| POR TOMÁS MITJANS SANTAMARÍA |
Anda a
defenderte a 678" le
dijo la presidenta Cristina Kirchner al vicepresidente Amado Boudou. Una
respuesta de Cristina ante la declaraciones de Boudou en el programa
de televisión "6-7-8" donde afirmó que no hará caso a los
pedidos de tomarse licencia o renunciar tras que la cámara de
Casación avanzó sobre el Caso Ciccone, donde el vicepresidente está acusado de
abusar de poder para "salvar", mediante la Administración Federal de
Ingresos Públicos (AFIP), a la imprenta de billetes Ciccone de la quiebra.
El ex
director de Asuntos Jurídicos del Ministerio de Economía, José
Guillermo Capdevila, se fue del país porque dijo que "se sintió
amenazado" y por no tener "la capacidad de declarar ante el
juez". Sería clave en la causa Ciccone porque su testimonio podría revelar
si el vicepresidente mandó o no una carta a la AFIP exigiendo dinero para
"salvar" a la imprenta.
El
malestar político, además de Boudou, lo generan el Ministro de Planificación
Julio De Vido, a quién la Cámara Federal le abrió nuevamente una causa por
enriquecimiento ilícito. En Balcarce 50 esperan que De Vido no corra
por la misma vía del ex ministro de Transporte Ricardo Jaime, quién fue
condenado a seis meses de prisión por sustracción de pruebas en la causa que se
lo acusa por enriquecimiento ilícito.
En este
momento difícil del Kirchnerismo, donde las causas judiciales toman
la tapa de los diarios, Cristina y el Jefe de Gabinete, Jorge Capitanich, pararon
la pelea entre el Ministro de economía Axel Kiciloff y el Presidente del Banco
Central Juan Carlos Fábregas. En un clima de recesión, crisis automotriz e
inflación, lo peor que podía pasar era una pelea entre quienes manejan
la economía nacional.
El
principal inconveniente entre Fábrega y Kiciloff, son sus diferentes puntos de
vistas para tomar medidas económicas. La gota que rebalsó el
vaso fue la tasa de intereses. Kiciloff entiende que hay que mantenerlas,
incluso hasta bajarlas.
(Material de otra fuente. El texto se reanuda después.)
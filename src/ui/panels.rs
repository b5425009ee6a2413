use eframe::egui::{self, Color32, RichText, ScrollArea, Ui};
use egui_extras::{Column, DatePickerButton, TableBuilder};

use crate::data::export::FILTERED_FILE_NAME;
use crate::state::{DashboardState, LabelKind};

// ---------------------------------------------------------------------------
// Left side panel – filter widgets
// ---------------------------------------------------------------------------

/// Render the left filter panel.
pub fn side_panel(ui: &mut Ui, state: &mut DashboardState) {
    ui.heading("Filters");
    ui.separator();

    let (Some(dataset), Some(filter)) = (state.dataset.clone(), state.filter.clone()) else {
        ui.label("No dataset loaded.");
        return;
    };

    ScrollArea::vertical()
        .auto_shrink([false, false])
        .show(ui, |ui: &mut Ui| {
            // ---- Date range ----
            ui.strong("Date range");
            if let Some((min, max)) = dataset.date_bounds {
                let mut start = filter.start;
                let mut end = filter.end;
                ui.horizontal(|ui: &mut Ui| {
                    ui.label("From");
                    ui.add(DatePickerButton::new(&mut start).id_salt("date_start"));
                });
                ui.horizontal(|ui: &mut Ui| {
                    ui.label("To");
                    ui.add(DatePickerButton::new(&mut end).id_salt("date_end"));
                });
                let start = start.clamp(min, max);
                let end = end.clamp(min, max);
                if (start, end) != (filter.start, filter.end) {
                    log::debug!("date range changed to {start}..={end}");
                    state.set_date_range(start, end);
                }
                if start > end {
                    ui.label(RichText::new("Start is after end.").color(Color32::YELLOW));
                }
            } else {
                ui.label("No dates in data.");
            }
            ui.separator();

            // ---- Multi-selects (collapsible) ----
            label_filter(ui, state, LabelKind::Category, "Category", &dataset.categories);
            label_filter(ui, state, LabelKind::Region, "Region", &dataset.regions);
        });
}

fn label_filter(ui: &mut Ui, state: &mut DashboardState, kind: LabelKind, title: &str, labels: &[String]) {
    let Some(filter) = state.filter.as_ref() else {
        return;
    };
    let selected = match kind {
        LabelKind::Category => filter.categories.clone(),
        LabelKind::Region => filter.regions.clone(),
    };

    // Show count of selected / total in the header
    let header_text = format!("{title}  ({}/{})", selected.len(), labels.len());

    egui::CollapsingHeader::new(RichText::new(header_text).strong())
        .id_salt(title)
        .default_open(true)
        .show(ui, |ui: &mut Ui| {
            ui.horizontal(|ui: &mut Ui| {
                if ui.small_button("All").clicked() {
                    state.select_all(kind);
                }
                if ui.small_button("None").clicked() {
                    state.select_none(kind);
                }
            });

            let colors = match kind {
                LabelKind::Category => state.category_colors.as_ref(),
                LabelKind::Region => state.region_colors.as_ref(),
            };
            let mut toggled = None;
            for label in labels {
                let mut text = RichText::new(label);
                if let Some(cm) = colors {
                    text = text.color(cm.color_for(label));
                }
                let mut checked = selected.contains(label);
                if ui.checkbox(&mut checked, text).changed() {
                    toggled = Some(label.clone());
                }
            }
            if let Some(label) = toggled {
                state.toggle_label(kind, &label);
            }
        });
}

// ---------------------------------------------------------------------------
// Top bar
// ---------------------------------------------------------------------------

/// Render the top menu / toolbar.
pub fn top_bar(ui: &mut Ui, state: &mut DashboardState) {
    egui::menu::bar(ui, |ui: &mut Ui| {
        ui.menu_button("File", |ui: &mut Ui| {
            if ui.button("Open…").clicked() {
                open_file_dialog(state);
                ui.close_menu();
            }
            if ui
                .add_enabled(state.source.is_some(), egui::Button::new("Reload"))
                .clicked()
            {
                if let Err(e) = state.reload() {
                    log::error!("reload failed: {e:#}");
                }
                ui.close_menu();
            }
        });

        ui.separator();

        if let Some(ds) = &state.dataset {
            ui.label(format!(
                "{} rows loaded, {} visible",
                ds.len(),
                state.view.len()
            ));
        }

        if let Some(msg) = &state.status_message {
            ui.separator();
            ui.label(RichText::new(msg).color(Color32::RED));
        }
    });
}

// ---------------------------------------------------------------------------
// KPI tiles
// ---------------------------------------------------------------------------

pub fn kpi_row(ui: &mut Ui, state: &DashboardState) {
    let tiles = [
        ("Total revenue", state.kpis.revenue_label()),
        ("Total units", state.kpis.units_label()),
        ("Average price", state.kpis.price_label()),
    ];
    ui.columns(tiles.len(), |cols| {
        for (col, (title, value)) in cols.iter_mut().zip(tiles) {
            col.group(|ui: &mut Ui| {
                ui.label(title);
                ui.heading(RichText::new(value).strong());
            });
        }
    });
}

// ---------------------------------------------------------------------------
// Filtered data table and download
// ---------------------------------------------------------------------------

pub fn data_section(ui: &mut Ui, state: &mut DashboardState) {
    egui::CollapsingHeader::new("Show filtered data")
        .id_salt("filtered_data")
        .default_open(false)
        .show(ui, |ui: &mut Ui| {
            let view = &state.view;
            TableBuilder::new(ui)
                .striped(true)
                .max_scroll_height(300.0)
                .columns(Column::auto().at_least(60.0).resizable(true), view.columns.len())
                .header(20.0, |mut header| {
                    for name in &view.columns {
                        header.col(|ui: &mut Ui| {
                            ui.strong(name);
                        });
                    }
                })
                .body(|body| {
                    body.rows(18.0, view.len(), |mut row| {
                        let i = row.index();
                        for c in 0..view.columns.len() {
                            row.col(|ui: &mut Ui| {
                                ui.label(view.cell(i, c).to_string());
                            });
                        }
                    });
                });
        });

    if ui.button("Download filtered data (CSV)").clicked() {
        save_download(state);
    }
}

// ---------------------------------------------------------------------------
// File dialogs
// ---------------------------------------------------------------------------

pub fn open_file_dialog(state: &mut DashboardState) {
    let file = rfd::FileDialog::new()
        .set_title("Open sales data")
        .add_filter("CSV", &["csv"])
        .pick_file();

    if let Some(path) = file {
        // Errors are logged and shown by the state.
        let _ = state.load(&path);
    }
}

fn save_download(state: &mut DashboardState) {
    let bytes = match state.download_bytes() {
        Ok(b) => b,
        Err(e) => {
            log::error!("encoding filtered data failed: {e:#}");
            state.status_message = Some(format!("Error: {e:#}"));
            return;
        }
    };
    let Some(path) = rfd::FileDialog::new()
        .set_title("Download filtered data")
        .set_file_name(FILTERED_FILE_NAME)
        .add_filter("CSV", &["csv"])
        .save_file()
    else {
        return;
    };
    match std::fs::write(&path, bytes) {
        Ok(()) => log::info!("wrote {} rows to {}", state.view.len(), path.display()),
        Err(e) => {
            log::error!("writing {} failed: {e}", path.display());
            state.status_message = Some(format!("Error writing {}: {e}", path.display()));
        }
    }
}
Fábrega no quiere bajarlas, incluso insiste en apostar
al peso y no al dólar.
El colmo
del complicado momento político, fue la carta que envió el Papa Francisco
a la primer mandataria nacional. No por su contenido, porque la carta no
es más que un saludo cordial y protocolar por el 25 de mayo, sino porque apenas
llegó a Casa Rosada, Monseñor Karcher dijo que era "trucha" y ayer por
la mañana se ratificó diciendo que "era verdadera".
El
Gobierno de turno tiene unos meses complicados por delante, habrá que ver qué
pasa con la economía en los días que vienen. De todas maneras, un
hecho mantendrá al pueblo alejado de los conflictos políticos y al
Gobierno contento: El Mundial de Fútbol.